Boot cd

Mike McCarty mike.mccarty at sbcglobal.net
Thu Jan 19 18:15:14 UTC 2006


Tim wrote:
> Tim wrote:
> 
>>>>>Why do people do this?  Faced with instructions that say how to burn a
>>>>>disc from ISOs, or having to find said instructions, they go looking for
>>>>>something else to unpack the image file.
> 
> 
> Mike McCarty:
> 
>>>>Well, use of language like this is part of what causes the confusion.
>>>>One does not "unpack" an ISO, because an ISO is not a "packed file".
>>>>It is a file system.

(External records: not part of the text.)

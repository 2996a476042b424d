//! # Script interpreter module
//!
//! This module provides an interpreter for timed telecommand scripts, allowing 
//! telecommands to be executed from these scripts.
//!
//! A script is a list of `<time_s>: <json tc>;` entries, for example:
//!
//! ```text
//! 0.0: {"type": "StartFollow"};
//! 12.5: {"type": "LiftRaise", "payload": {"duration_s": 2.0}};
//! ```

// ---------------------------------------------------------------------------
// IMPORTS
// ---------------------------------------------------------------------------

// External
use std::collections::VecDeque;
use std::path::{Path, PathBuf};
use std::fs;
use regex::RegexBuilder;
use thiserror::Error;

// Internal
use comms_if::tc::{Tc, TcParseError};

// ---------------------------------------------------------------------------
// DATA STRUCTURES
// ---------------------------------------------------------------------------

/// A command which is scripted to occur at a specific time.
pub struct Command {
    /// The time the command is supposed to execute at
    exec_time_s: f64,

    /// The Telecommand to run
    tc: Tc
}

/// A script interpreter.
///
/// After initialising with the path to the script to run use
/// `.get_pending_tcs` to acquire a list of telecommands that need executing.
pub struct ScriptInterpreter {
    script_path: Option<PathBuf>,
    cmds: VecDeque<Command>
}

// ---------------------------------------------------------------------------
// ENUMERATIONS
// ---------------------------------------------------------------------------

#[derive(Debug, Error)]
pub enum ScriptError {
    #[error("Could not find the script at {0:?}")]
    ScriptNotFound(PathBuf),

    #[error("Could not load the script: {0}")]
    ScriptLoadError(std::io::Error),

    #[error("The script is empty (or is so bad it can't be read)")]
    ScriptEmpty,

    #[error(
        "Script contains an invalid timestamp: {0}. \
        Should be a float (like 1.0)")]
    InvalidTimestamp(String),

    #[error("Script contains an invalid TC at {0} s: {1}")]
    InvalidTc(f64, TcParseError),

    #[error("Script timestamps must not decrease ({0} s follows {1} s)")]
    UnorderedTimestamp(f64, f64)
}

#[derive(Debug, PartialEq)]
pub enum PendingTcs {
    None,
    Some(Vec<Tc>),
    EndOfScript
}

// ---------------------------------------------------------------------------
// IMPLEMENTATIONS
// ---------------------------------------------------------------------------

impl ScriptInterpreter {

    /// Create a new interpreter from the given script path.
    pub fn new<P: AsRef<Path>>(script_path: P) -> Result<Self, ScriptError> {

        // Get the path in a buffer
        let path = PathBuf::from(script_path.as_ref());
        
        // Check that the script file exists.
        if !path.exists() {
            return Err(ScriptError::ScriptNotFound(path));
        }

        // Load the script into a string
        let script = match fs::read_to_string(&path) {
            Ok(s) => s,
            Err(e) => return Err(ScriptError::ScriptLoadError(e))
        };

        let mut si = Self::from_str(&script)?;
        si.script_path = Some(path);

        Ok(si)
    }

    /// Create a new interpreter from the contents of a script.
    pub fn from_str(script: &str) -> Result<Self, ScriptError> {
        // Empty queue of commands
        let mut tc_queue: VecDeque<Command> = VecDeque::new();

        // Go through the script executing __the magic regex__.
        let re = RegexBuilder::
            new(r"^\s*(\d+(\.\d+)?)\s*:\s*([^;]*);")
            .multi_line(true)
            .build()
            .map_err(|e| ScriptError::InvalidTimestamp(e.to_string()))?;

        for cap in re.captures_iter(script) {
            // Group 1 and 3 are not optional so are always present in a match
            let time_str = cap.get(1).map(|m| m.as_str()).unwrap_or_default();
            let tc_str = cap.get(3).map(|m| m.as_str()).unwrap_or_default();

            // Parse the exec time
            let exec_time_s: f64 = match time_str.parse() {
                Ok(t) => t,
                Err(e) => return Err(
                    ScriptError::InvalidTimestamp(format!("{}", e)))
            };

            if let Some(prev) = tc_queue.back() {
                if exec_time_s < prev.exec_time_s {
                    return Err(ScriptError::UnorderedTimestamp(
                        exec_time_s, prev.exec_time_s
                    ))
                }
            }

            // Parse the TC from the payload. The scripts contain JSON only.
            let tc = match Tc::from_json(tc_str) {
                Ok(c) => c,
                Err(e) => return Err(ScriptError::InvalidTc(
                    exec_time_s, e
                ))
            };

            // Build command from the match
            tc_queue.push_back(Command {
                exec_time_s,
                tc
            });
        }

        if tc_queue.is_empty() {
            return Err(ScriptError::ScriptEmpty)
        }

        Ok(ScriptInterpreter {
            script_path: None,
            cmds: tc_queue
        })
    }

    /// Return the TCs whose execution time has been reached at
    /// `current_time_s`.
    pub fn get_pending_tcs(&mut self, current_time_s: f64) -> PendingTcs {

        // If the queue is empty the script is over and we return the end of
        // script variant
        if self.cmds.is_empty() {
            return PendingTcs::EndOfScript
        }

        let mut tc_vec: Vec<Tc> = vec![];

        // Pop items from the queue while the head's exec time has been
        // reached
        while let Some(cmd) = self.cmds.front() {
            if cmd.exec_time_s > current_time_s {
                break;
            }
            if let Some(cmd) = self.cmds.pop_front() {
                tc_vec.push(cmd.tc);
            }
        }

        // If the vector is longer than 0 return Some, otherwise None
        if !tc_vec.is_empty() {
            PendingTcs::Some(tc_vec)
        }
        else {
            PendingTcs::None
        }
    }

    /// Get the number of TCs remaining in the script
    pub fn get_num_tcs(&self) -> usize {
        self.cmds.len()
    }

    /// Get the length of the script in seconds
    pub fn get_duration(&self) -> f64 {
        match self.cmds.back() {
            Some(c) => c.exec_time_s,
            None => 0f64
        }
    }

    /// Path of the loaded script, if it was loaded from a file
    pub fn script_path(&self) -> Option<&Path> {
        self.script_path.as_deref()
    }
}

#[cfg(test)]
mod test {
    use super::*;

    const SCRIPT: &str = "
        0.0: {\"type\": \"StartFollow\"};
        1.5: {\"type\": \"LiftRaise\", \"payload\": {\"duration_s\": 2.0}};
        1.5: {\"type\": \"Stop\"};
        4: {\"type\": \"GotoDefault\"};
    ";

    #[test]
    fn test_pending_tcs() {
        let mut si = ScriptInterpreter::from_str(SCRIPT).unwrap();

        assert_eq!(si.get_num_tcs(), 4);
        assert_eq!(si.get_duration(), 4.0);
        assert_eq!(si.script_path(), None);

        assert_eq!(si.get_pending_tcs(0.0), PendingTcs::Some(vec![Tc::StartFollow]));
        assert_eq!(si.get_pending_tcs(1.0), PendingTcs::None);
        assert_eq!(
            si.get_pending_tcs(1.5),
            PendingTcs::Some(vec![
                Tc::LiftRaise { duration_s: 2.0 },
                Tc::Stop
            ])
        );
        assert_eq!(si.get_pending_tcs(10.0), PendingTcs::Some(vec![Tc::GotoDefault]));
        assert_eq!(si.get_pending_tcs(11.0), PendingTcs::EndOfScript);
    }

    #[test]
    fn test_script_errors() {
        assert!(matches!(
            ScriptInterpreter::from_str("nothing to see here"),
            Err(ScriptError::ScriptEmpty)
        ));
        assert!(matches!(
            ScriptInterpreter::from_str("1.0: {\"type\": \"Fly\"};"),
            Err(ScriptError::InvalidTc(t, _)) if t == 1.0
        ));
        assert!(matches!(
            ScriptInterpreter::from_str(
                "2.0: {\"type\": \"Stop\"};\n1.0: {\"type\": \"Stop\"};"
            ),
            Err(ScriptError::UnorderedTimestamp(_, _))
        ));
        assert!(matches!(
            ScriptInterpreter::new("/definitely/not/a/script.gbs"),
            Err(ScriptError::ScriptNotFound(_))
        ));
    }
}
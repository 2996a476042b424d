//! Host platform utility functions

// ---------------------------------------------------------------------------
// IMPORTS
// ---------------------------------------------------------------------------

use std::env;
use std::path::PathBuf;

// ---------------------------------------------------------------------------
// CONSTANTS
// ---------------------------------------------------------------------------

/// Name of the environment variable pointing at the software root directory.
pub const SW_ROOT_ENV_VAR: &str = "GRIDBOT_SW_ROOT";

// ---------------------------------------------------------------------------
// PUBLIC FUNCTIONS
// ---------------------------------------------------------------------------

/// Get the software root directory.
///
/// The root contains the `params`, `maps`, `scripts` and `sessions`
/// directories.
pub fn get_sw_root() -> Result<PathBuf, env::VarError> {
    env::var(SW_ROOT_ENV_VAR).map(PathBuf::from)
}

/// Get a path relative to the software root directory.
pub fn sw_root_path(parts: &[&str]) -> Result<PathBuf, env::VarError> {
    let mut path = get_sw_root()?;
    for part in parts {
        path.push(part);
    }
    Ok(path)
}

One can mount it, but not "unpack" or "extract".
>>>>These words should properly only be used with .tar, .arc, .zip, .rar,
>>>>.lzh, .gz, etc. files. Not with .iso.
> 
> 
> Tim:

I note that you don't actually address the point I made, which is
that the use of words like "unpack" with an ISO may be contributing
to the problem.

>>>Well to be really pedantic, unpacking doesn't *have* to refer to
> 
> 
> Mike McCarty:
> 
>>I wasn't being pedantic. I pointed out that the use of language
>>like that was confusing and inappropriate. This is practical and
>>pragmatic.  I emphatically did not insist that anyone stop using
>>that term, did I?
> 
> 
> You *were* being pedantic ("one does not unpack an ISO because...")

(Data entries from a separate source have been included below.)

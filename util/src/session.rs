//! Session management

// ---------------------------------------------------------------------------
// IMPORTS
// ---------------------------------------------------------------------------

// External imports
use chrono::{DateTime, Utc};
use conquer_once::OnceCell;
use erased_serde::Serialize;
use log::info;
use log::warn;
use std::ffi::OsStr;
use std::fs;
use std::fs::OpenOptions;
use std::path::Path;
use std::path::PathBuf;
use std::sync::atomic::AtomicBool;
use std::sync::mpsc::channel;
use std::sync::mpsc::Receiver;
use std::sync::mpsc::Sender;
use std::sync::Arc;
use std::sync::Mutex;
use std::thread;
use std::time::Duration;
use thiserror::Error;

// Internal imports
use crate::time;

// ---------------------------------------------------------------------------
// STATICS
// ---------------------------------------------------------------------------

static SESSION_EPOCH: OnceCell<DateTime<Utc>> = OnceCell::uninit();
static SAVE_SENDER: OnceCell<Mutex<Sender<(PathBuf, Box<dyn Serialize + Send>)>>> =
    OnceCell::uninit();

// ---------------------------------------------------------------------------
// CONSTANTS
// ---------------------------------------------------------------------------

/// A chrono format string which diplays a timestamp. See
/// https://docs.rs/chrono/0.4.11/chrono/format/strftime/index.html for more
/// information.
const TIMESTAMP_FORMAT: &str = "%Y%m%d_%H%M%S";

/// Time the save thread sleeps for when there is nothing to save.
const SAVE_THREAD_IDLE: Duration = Duration::from_millis(5);

// ---------------------------------------------------------------------------
// DATA STRUCTURES
// ---------------------------------------------------------------------------

/// A struct storing information about the current session
#[derive(Clone)]
pub struct Session {
    /// The root directory for this session
    pub session_root: PathBuf,

    /// The root directory for this session's archives
    pub arch_root: PathBuf,

    /// The path to the session's log file
    pub log_file_path: PathBuf,

    save_sender: Sender<(PathBuf, Box<dyn Serialize + Send>)>,

    save_stop: Arc<AtomicBool>,
}

// ---------------------------------------------------------------------------
// ENUMERATIONS
// ---------------------------------------------------------------------------

/// Possible errors associated with the session module.
#[derive(Error, Debug)]
pub enum SessionError {
    #[error("The software root environment variable (GRIDBOT_SW_ROOT) is not set")]
    SwRootNotSet,

    #[error("Cannot create the session directory: {0}")]
    CannotCreateDir(std::io::Error),

    #[error(
        "Cannot initialise the session epoch, have you already initialised the\
         session? (conquer_once error: {0})"
    )]
    CannotInitEpoch(conquer_once::TryInitError),

    #[error("Cannot get the epoch time, did you forget to initialise the session?")]
    CannotGetEpoch,
}

// ---------------------------------------------------------------------------
// IMPLEMENTATIONS
// ---------------------------------------------------------------------------

impl Session {
    /// Start a new session within the given directory.
    ///
    /// This will create a new session directory named `{exec_name}_{timestamp}`
    pub fn new(exec_name: &str, sessions_dir: &str) -> Result<Self, SessionError> {
        // Set the session epoch
        match SESSION_EPOCH.try_init_once(Utc::now) {
            Ok(_) => (),
            Err(e) => return Err(SessionError::CannotInitEpoch(e)),
        };

        // Format the session epoch as a timestamp
        let timestamp = match SESSION_EPOCH.get() {
            Some(e) => e.format(TIMESTAMP_FORMAT),
            None => return Err(SessionError::CannotGetEpoch),
        };

        // Get the root directory
        let root = crate::host::get_sw_root().map_err(|_| SessionError::SwRootNotSet)?;

        // Create the session path
        let mut path: PathBuf = root;
        path.push(String::from(sessions_dir));
        path.push(format!("{}_{}", exec_name, timestamp));

        // Create the directory
        match fs::create_dir_all(path.clone()) {
            Ok(_) => (),
            Err(e) => return Err(SessionError::CannotCreateDir(e)),
        };

        // Create the archive dir
        let mut arch_path: PathBuf = path.clone();
        arch_path.push("arch");
        match fs::create_dir_all(arch_path.clone()) {
            Ok(_) => (),
            Err(e) => return Err(SessionError::CannotCreateDir(e)),
        };

        // Create the log file path
        let mut log_file_path = path.clone();
        log_file_path.push(format!("{}.log", exec_name));

        // Create sender/receiver
        let (tx, rx) = channel();

        // Save copy in the static, so that modules without a session handle
        // can still save data
        SAVE_SENDER.init_once(|| Mutex::new(tx.clone()));

        // Create the stop flag
        let save_stop = Arc::new(AtomicBool::new(false));

        // Spawn background thread
        let session_root = path.clone();
        let stop = save_stop.clone();
        thread::spawn(move || save_thread(stop, session_root, rx));

        // Build the session struct
        Ok(Session {
            session_root: path,
            arch_root: arch_path,
            log_file_path,
            save_sender: tx,
            save_stop,
        })
    }

    /// Exit the session, waiting for the save thread to finish any pending actions
    pub fn exit(self) {
        self.save_stop
            .store(true, std::sync::atomic::Ordering::Relaxed);

        info!("Stopping save thread");

        // Wait for the stop to be set to false, which is the save thread's way of indicating it's
        // finished saving data
        while self.save_stop.load(std::sync::atomic::Ordering::Relaxed) {
            thread::sleep(SAVE_THREAD_IDLE);
        }

        info!("Save thread exited");
    }

    /// Saves the given data to the given session-relative path in a background thread.
    pub fn save<P: AsRef<Path>, T: Serialize + Send + 'static>(&self, path: P, data: T) {
        if let Err(e) = self
            .save_sender
            .send((path.as_ref().to_path_buf(), Box::new(data)))
        {
            warn!(
                "Could not send data to be saved to path {:?}: {}",
                path.as_ref(),
                e
            )
        }
    }
}

// ---------------------------------------------------------------------------
// PUBLIC FUNCTIONS
// ---------------------------------------------------------------------------

/// Get the number of seconds elapsed since the start of the session.
///
/// # Panics
/// - This function will panic if the session epoch has not been
///   initialised, which is performed on creating a new Session instance.
pub fn get_elapsed_seconds() -> f64 {
    match SESSION_EPOCH.get() {
        Some(e) => {
            let elapsed = Utc::now() - *e;
            match time::duration_to_seconds(elapsed) {
                Some(s) => s,
                None => std::f64::NAN,
            }
        }
        None => panic!("Cannot get the session epoch!"),
    }
}

/// Return a reference to the session's epoch.
///
/// # Panics
/// - This function will panic if the session epoch has not been
///   initialised, which is performed on creating a new Session instance.
pub fn get_epoch() -> &'static DateTime<Utc> {
    match SESSION_EPOCH.get() {
        Some(e) => e,
        None => panic!("Cannot get the session epoch!"),
    }
}

/// Save the given data into the session-relative path
pub fn save<P: AsRef<Path>, T: Serialize + Send + 'static>(path: P, data: T) {
    match SAVE_SENDER.get() {
        Some(m) => match m.lock() {
            Ok(s) => match s.send((path.as_ref().to_path_buf(), Box::new(data))) {
                Ok(_) => (),
                Err(e) => warn!(
                    "Couldn't send data to save thread for file {:?}: {}",
                    path.as_ref(),
                    e
                ),
            },
            Err(_) => {
                warn!("Couldn't get lock on save sender");
            }
        },
        None => {
            warn!("Cannot save data as session is not initialised yet");
        }
    }
}

/// Saves the given data to the path, appending a timestamp before the path's extension
pub fn save_with_timestamp<P: AsRef<Path>, T: Serialize + Send + 'static>(path: P, data: T) {
    let stem = path.as_ref().file_stem().unwrap_or(OsStr::new(""));

    let mut file_name = stem.to_os_string();
    file_name.push("_");
    file_name.push(Utc::now().format(TIMESTAMP_FORMAT).to_string());

    if let Some(ext) = path.as_ref().extension() {
        file_name.push(".");
        file_name.push(ext);
    }

    let path = path.as_ref().with_file_name(file_name);

    save(path, data);
}

// -----------------------------------------------------------------------------------------------
// PRIVATE FUNCTIONS
// -----------------------------------------------------------------------------------------------

fn save_thread(
    stop: Arc<AtomicBool>,
    session_root: PathBuf,
    receiver: Receiver<(PathBuf, Box<dyn Serialize + Send>)>,
) {
    loop {
        if let Ok((path, data)) = receiver.try_recv() {
            let full_path = session_root.join(path);
            match full_path.extension().map(|s| s.to_str()).flatten() {
                Some("json") => {
                    // Create the parent path if needed
                    let parent = match full_path.parent() {
                        Some(p) => p,
                        None => {
                            warn!("Couldn't find parent directory for {:?}", full_path);
                            continue;
                        }
                    };
                    if let Err(e) = std::fs::create_dir_all(parent) {
                        warn!("Couldn't create parent directory for {:?}: {}", full_path, e);
                        continue;
                    }

                    let file = match OpenOptions::new()
                        .write(true)
                        .truncate(true)
                        .create(true)
                        .open(&full_path)
                    {
                        Ok(f) => f,
                        Err(e) => {
                            warn!("Couldn't create file {:?}: {}", full_path, e);
                            continue;
                        }
                    };

                    match serde_json::to_writer_pretty(&file, &data) {
                        Ok(_) => (),
                        Err(e) => {
                            warn!("Couldn't serialize data for file {:?}: {}", full_path, e);
                            continue;
                        }
                    }
                }
                ext => warn!(
                    "Unrecognised file path extension for {:?} (got {:?})",
                    full_path, ext
                ),
            }
        } else {
            // If there's no data check if we should stop, if so exit and set the stop flag to
            // false to indicate were're done processing data
            if stop.load(std::sync::atomic::Ordering::Relaxed) {
                stop.store(false, std::sync::atomic::Ordering::Relaxed);
                break;
            }

            thread::sleep(SAVE_THREAD_IDLE);
        }
    }
}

Maybe you use the word "pedantic" in a way I don't understand.
I'd call that didactic, maybe, but not pedantic.

>>Anyway, I have never used terms like "unpack" with regards to
>>an ISO image, or even anything like an ISO image, like a floppy
>>disc image, for example, which I have been making and using for
>>quite a number of years.
> 
> 
> So what?  Just because *you* don't use the term, doesn't mean that it's
> incorrect.  To anyone who looks at one big file that contains lots of
> other files, getting one file out of the overall package *is* unpacking
> it.

But it doesn't contain lots of other files. It contains a file system,
which is not just a lot of files.

> It's perfectly feasible to do such an action, just try opening an ISO
> file in the "archive manager" and "extract" a file from the ISO images
> file.
> 
> 
>>>And taking a rather obtuse, but not totally incorrect point of view; if
>>>I make an ISO file of a CD-ROM, to back up somewhere else, I *have*
>>>"archived" it.  I might well want to extract one file from an ISO, and I
>>>have actually done that on one or two occasions.
> 
> 
>>I was careful not to use the word "archive", and yet you act as
>>if I did.
> 
> 
> You gave a great big long list of archive types.  You're being pedantic
> again that you didn't use the word archive, though you certainly did
> talk about archives.

I didn't use the term "archive" because it has more than one meaning.
I was particularly trying to avoid the possible confusion of "archive"
in the sense of "backup" and "archive" in the sense of "collection
of files made for convenience of transport and/or for compression".
Only the latter meaning was intended. And, although I tried to
avoid that possible confusion, you brought it up anyway. Perhaps
I should have made some statement about that in the other email.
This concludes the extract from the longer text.